A family of three lived in a large house in Balerno, just outside Edinburgh. The family consisted of a man, a woman, and a daughter of nineteen. The man had a goods-in, goods-out business just outside Livingston. He bought goods, moved them in, and then moved them out, with a larger price attached. “I’m a middle man,” he explained to his friends. “I buy cheap and sell a little bit more expensively. It works. Goods-in, goods-out: that’s what I call it. Good name, isn’t it?”
The daughter went to a club in Tollcross called the Rootsie-Tootsie Club. There she met a man called Steve, whom she agreed to meet the following day at the West End of Princes Street. They got on well together and she eventually took him home to meet her parents in Balerno.
One thing must be pointed out. This man, Steve, said nothing at all. She had never heard him speak, other than to set up their original assignation, but she noticed that he communicated very well with his eyes, which were large and limpid. In view of his silence, the only reason why she could work out what he was called was because he had a label on his jacket which said: I’m Steve: Have a Nice Day!
When they arrived at the parental house, Steve said nothing. He was introduced to the father, who said to him: “What did you say? I didn’t quite catch it. Could you repeat what you just said.” But of course he had said nothing. The father looked at the badge which said: I’m Steve: Have a Nice Day! Then he looked at Steve, who looked back at him and held his gaze.

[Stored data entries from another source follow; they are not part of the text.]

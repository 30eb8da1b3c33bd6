//! Run status.

use serde::{Deserialize, Serialize};

/// Status of a Run in the run store.
#[derive(Debug, Clone, Copy, Default, PartialEq, Eq, Hash, Serialize, Deserialize)]
#[serde(rename_all = "SCREAMING_SNAKE_CASE")]
pub enum RunStatus {
    /// Run created but no launcher has picked it up.
    #[default]
    NotStarted,
    /// A launcher is bringing up the worker process.
    Starting,
    /// Worker reported that execution began.
    Started,
    /// Run completed successfully.
    Success,
    /// Run failed.
    Failure,
    /// Run was canceled.
    Canceled,
}

impl RunStatus {
    /// Returns true if the run is in a terminal state.
    pub fn is_terminal(&self) -> bool {
        matches!(self, Self::Success | Self::Failure | Self::Canceled)
    }
}
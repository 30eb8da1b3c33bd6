//! Engine events shared by both launchers.

use runplane_core::{EngineEvent, Run, SerializableErrorInfo, SUBPROCESS_INIT_MARKER};
use runplane_instance::Instance;
use tracing::warn;

use crate::error::LaunchError;

/// The event recorded right before a worker is asked to start.
pub(crate) fn start_event(run: &Run) -> EngineEvent {
    EngineEvent::new(format!(
        "About to start process for job \"{}\" (run_id: {}).",
        run.job_name, run.id
    ))
    .with_marker_start(SUBPROCESS_INIT_MARKER)
}

/// The event recorded when start-up fails with `error`.
pub(crate) fn launch_error_event(error: &LaunchError) -> EngineEvent {
    EngineEvent::new(format!("Failed to start worker: {}", error))
        .with_marker_end(SUBPROCESS_INIT_MARKER)
        .with_error(SerializableErrorInfo::from_error(error))
}

/// Record `error` against `run` and mark the run failed unless
/// `already_failed` says this attempt already did.
///
/// Storage problems are logged rather than returned so the caller still
/// surfaces the original error.
pub(crate) async fn record_launch_failure(
    instance: &Instance,
    run: &Run,
    error: &LaunchError,
    already_failed: &mut bool,
) {
    if let Err(e) = instance
        .report_engine_event(run, launch_error_event(error))
        .await
    {
        warn!(run_id = %run.id, error = %e, "Failed to record launch error");
    }

    if !*already_failed {
        *already_failed = true;
        if let Err(e) = instance.report_run_failed(run).await {
            warn!(run_id = %run.id, error = %e, "Failed to mark run as failed");
        }
    }
}
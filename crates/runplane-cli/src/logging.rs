use tracing_subscriber::EnvFilter;

/// Environment variable holding the log filter.
pub const LOG_ENV: &str = "RUNPLANE_LOG";

const DEFAULT_FILTER: &str = "info";

/// Install the global subscriber, logging to stderr.
///
/// Uses `RUNPLANE_LOG` if set and valid, otherwise `info`.
pub fn init() {
    let env_filter =
        EnvFilter::try_from_env(LOG_ENV).unwrap_or_else(|_| EnvFilter::new(DEFAULT_FILTER));

    tracing_subscriber::fmt()
        .with_env_filter(env_filter)
        .with_target(false)
        .with_writer(std::io::stderr)
        .init();
}
//! Finding the service executables.

use std::ffi::OsStr;
use std::path::{Path, PathBuf};

/// The API / web front-end service.
pub const API_COMPONENT: &str = "runplane-webserver";

/// The scheduling daemon.
pub const DAEMON_COMPONENT: &str = "runplane-daemon";

/// Looks executables up in an ordered list of directories.
#[derive(Debug, Clone, Default)]
pub struct ComponentLocator {
    search_dirs: Vec<PathBuf>,
}

impl ComponentLocator {
    pub fn new(search_dirs: Vec<PathBuf>) -> Self {
        Self { search_dirs }
    }

    /// Directory of `current_exe` first, then every entry of `path_var`.
    pub fn from_search_path(current_exe: Option<&Path>, path_var: Option<&OsStr>) -> Self {
        let mut search_dirs = Vec::new();
        if let Some(dir) = current_exe.and_then(Path::parent) {
            search_dirs.push(dir.to_path_buf());
        }
        if let Some(path_var) = path_var {
            search_dirs.extend(std::env::split_paths(path_var));
        }
        Self { search_dirs }
    }

    /// First executable file called `name`.
    pub fn find(&self, name: &str) -> Option<PathBuf> {
        self.search_dirs
            .iter()
            .map(|dir| dir.join(name))
            .find(|candidate| is_executable(candidate))
    }
}

#[cfg(unix)]
fn is_executable(path: &Path) -> bool {
    use std::os::unix::fs::PermissionsExt;
    std::fs::metadata(path)
        .map(|meta| meta.is_file() && meta.permissions().mode() & 0o111 != 0)
        .unwrap_or(false)
}

#[cfg(not(unix))]
fn is_executable(path: &Path) -> bool {
    path.is_file()
}

#[cfg(all(test, unix))]
mod tests {
    use super::*;
    use std::os::unix::fs::PermissionsExt;

    fn touch(dir: &Path, name: &str, mode: u32) {
        let path = dir.join(name);
        std::fs::write(&path, "#!/bin/sh\n").unwrap();
        std::fs::set_permissions(&path, std::fs::Permissions::from_mode(mode)).unwrap();
    }

    #[test]
    fn test_exe_dir_wins_over_path() {
        let exe_dir = tempfile::tempdir().unwrap();
        let path_dir = tempfile::tempdir().unwrap();
        touch(exe_dir.path(), API_COMPONENT, 0o755);
        touch(path_dir.path(), API_COMPONENT, 0o755);
        touch(path_dir.path(), DAEMON_COMPONENT, 0o755);

        let exe = exe_dir.path().join("runplane");
        let path_var = std::env::join_paths([path_dir.path()]).unwrap();
        let locator =
            ComponentLocator::from_search_path(Some(exe.as_path()), Some(path_var.as_os_str()));

        assert_eq!(
            locator.find(API_COMPONENT),
            Some(exe_dir.path().join(API_COMPONENT))
        );
        assert_eq!(
            locator.find(DAEMON_COMPONENT),
            Some(path_dir.path().join(DAEMON_COMPONENT))
        );
    }

    #[test]
    fn test_non_executable_files_are_skipped() {
        let dir = tempfile::tempdir().unwrap();
        touch(dir.path(), API_COMPONENT, 0o644);

        let locator = ComponentLocator::new(vec![dir.path().to_path_buf()]);
        assert_eq!(locator.find(API_COMPONENT), None);
    }
}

“Can he speak at all?” asked the father. It was an innocent question, but his daughter interpreted it as an undermining of her choice.
“You admire people who talk their heads off, don’t you?” she said. “Well, you do. And you just don’t understand that other people might not have so much hot air to vent as you do. You don’t get that, do you? Steve will talk when he’s got something to say. Not a moment before.”
Steve, who was standing outside the door, had overheard this entire conversation, and he called out angrily: I hate you and your middle class Edinburgh. You’re just a bunch of hippo… hippos.
He had meant to say hypocrites, but had been overcome. His pulse was racing in his ears. He hated them. He hated them. He would go back to the Rootsie-Tootsie club and pick up another girl.
It was easy to pick up girls. One just had to be the strong – and silent – type. That always worked.